Operation Canard

Operation Canard was well underway when the press found out about it.
The Daily Beast thought perhaps Operation Canard was a decoy, which is funny sort of since it actually means “duck” in French.
But whatever was thought, it paled in comparison to the scope of incompetence. I mean, for fuck’s sake, if you’re going to lie, just lie!
For the administration to suggest that women should take Midol for headaches when they think the things their husbands say are dumb. That was updated advice instead of taking Tylenol as birth control.
The administration had banked on tricking women into getting pregnant and increasing the population. All it had to do was stay in power for the next 18 years and 9 months and those children would vote for them.
That was a big old overestimation of the administration’s popularity. Also, that assumed that any of those folks could find a voting machine unless it smelled like a McDonald’s.
There were already new medical textbooks ready to hit the shelves so that the Gen Z population didn’t get more freaked out than it already was. For the purposes of this generation, the “birth canal” would be remarketed as the “love canal”. Those in charge of this department were not aware that Love Canal was the name of a Superfund site. Gen Z was not aware of anything, it was hoped.
The President was caught escaping down the river in a canoe.
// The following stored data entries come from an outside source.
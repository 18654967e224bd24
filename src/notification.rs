// nettick - Tick-driven TCP application host over a pluggable wire protocol
// Copyright (C) 2026  nettick contributors
//
// This program is free software: you can redistribute it and/or modify
// it under the terms of the GNU General Public License as published by
// the Free Software Foundation, either version 3 of the License, or
// (at your option) any later version.
//
// This program is distributed in the hope that it will be useful,
// but WITHOUT ANY WARRANTY; without even the implied warranty of
// MERCHANTABILITY or FITNESS FOR A PARTICULAR PURPOSE.  See the
// GNU General Public License for more details.
//
// You should have received a copy of the GNU General Public License
// along with this program.  If not, see <https://www.gnu.org/licenses/>.

use thiserror::Error;

use crate::peer::PeerId;
use crate::pool::{Pool, Poolable};
use crate::protocol::MessageSerializer;

/// Dispatch mode for an outgoing notification.
#[derive(Debug, Clone, Copy, PartialEq, Eq)]
pub enum Command {
    Send,
    BroadcastNarrow,
    BroadcastWide,
    Reset,
}

impl Default for Command {
    fn default() -> Self {
        Command::Send
    }
}

#[derive(Debug, Error)]
pub enum NotificationError {
    #[error("BroadcastNarrow requires a non-empty peer set")]
    EmptyPeerSet,
}

/// Producer-initiated server-to-peer(s) message. Allocated from the
/// center's pool on enqueue, released exactly once after egress.
pub struct Notification<S: MessageSerializer> {
    pub command: Command,
    pub message: Option<S::Message>,
    pub peers: Option<Vec<PeerId>>,
}

impl<S: MessageSerializer> Default for Notification<S> {
    fn default() -> Self {
        Self {
            command: Command::Send,
            message: None,
            peers: None,
        }
    }
}

impl<S: MessageSerializer> Poolable for Notification<S> {
    fn reset(&mut self) {
        self.command = Command::Send;
        self.message = None;
        self.peers = None;
    }
}

/// Thread-affine to the tick thread. Producers (services, scripts,
/// handlers) enqueue through the helpers below; the application drains
/// the queue exactly once per tick.
pub struct NotificationCenter<S: MessageSerializer> {
    pool: Pool<Notification<S>>,
    queue: Vec<Box<Notification<S>>>,
}

impl<S: MessageSerializer> NotificationCenter<S> {
    pub fn new() -> Self {
        Self {
            pool: Pool::new(),
            queue: Vec::new(),
        }
    }

    pub fn send(&mut self, peer: PeerId, message: S::Message) {
        let mut n = self.pool.take();
        n.command = Command::Send;
        n.message = Some(message);
        n.peers = Some(vec![peer]);
        self.queue.push(n);
    }

    pub fn broadcast_narrow(
        &mut self,
        peers: Vec<PeerId>,
        message: S::Message,
    ) -> Result<(), NotificationError> {
        if peers.is_empty() {
            return Err(NotificationError::EmptyPeerSet);
        }

        let mut n = self.pool.take();
        n.command = Command::BroadcastNarrow;
        n.message = Some(message);
        n.peers = Some(peers);
        self.queue.push(n);

        Ok(())
    }

    pub fn broadcast_wide(&mut self, message: S::Message) {
        let mut n = self.pool.take();
        n.command = Command::BroadcastWide;
        n.message = Some(message);
        n.peers = None;
        self.queue.push(n);
    }

    /// `message: None` is allowed: the peers are still disconnected,
    /// just without a farewell payload.
    pub fn reset(&mut self, peers: Vec<PeerId>, message: Option<S::Message>) {
        let mut n = self.pool.take();
        n.command = Command::Reset;
        n.message = message;
        n.peers = Some(peers);
        self.queue.push(n);
    }

    /// Drains every notification queued so far this tick, handing
    /// ownership to the caller. The application invokes this exactly
    /// once per tick.
    pub fn drain(&mut self) -> Vec<Box<Notification<S>>> {
        std::mem::take(&mut self.queue)
    }

    /// Returns a drained notification to the pool. Must be called
    /// exactly once per notification, after egress has finished with it.
    pub fn release(&mut self, item: Box<Notification<S>>) {
        self.pool.give(item);
    }

    pub fn pending(&self) -> usize {
        self.queue.len()
    }

    /// Pre-allocates `count` notifications in the pool's reserve.
    pub fn prewarm(&mut self, count: usize) {
        self.pool.prewarm(count);
    }
}

impl<S: MessageSerializer> Default for NotificationCenter<S> {
    fn default() -> Self {
        Self::new()
    }
}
It was a shame he had such tiny hands. Heading out from Watergate, it was indeed slow going. As the canoe capsized again and again, he tried to step in the same river twice, which, someone should have mentioned, is a big philosophical no-no.
To further problematize the complicated scenario, the President was rowing with his White House guard dog, whom he had affectionately named “Chickenshit”. Every time the canoe flipped, Chickenshit locked his jaws on the President’s testicles. This was the reason the President was dragged into Canine Court. The Judge noted that feeding such non-nutritious food to a dog was an example of neglect. The President vowed to appeal this matter to the Kangaroo Court. Although, when he stated this, it was in a much higher voice than usual.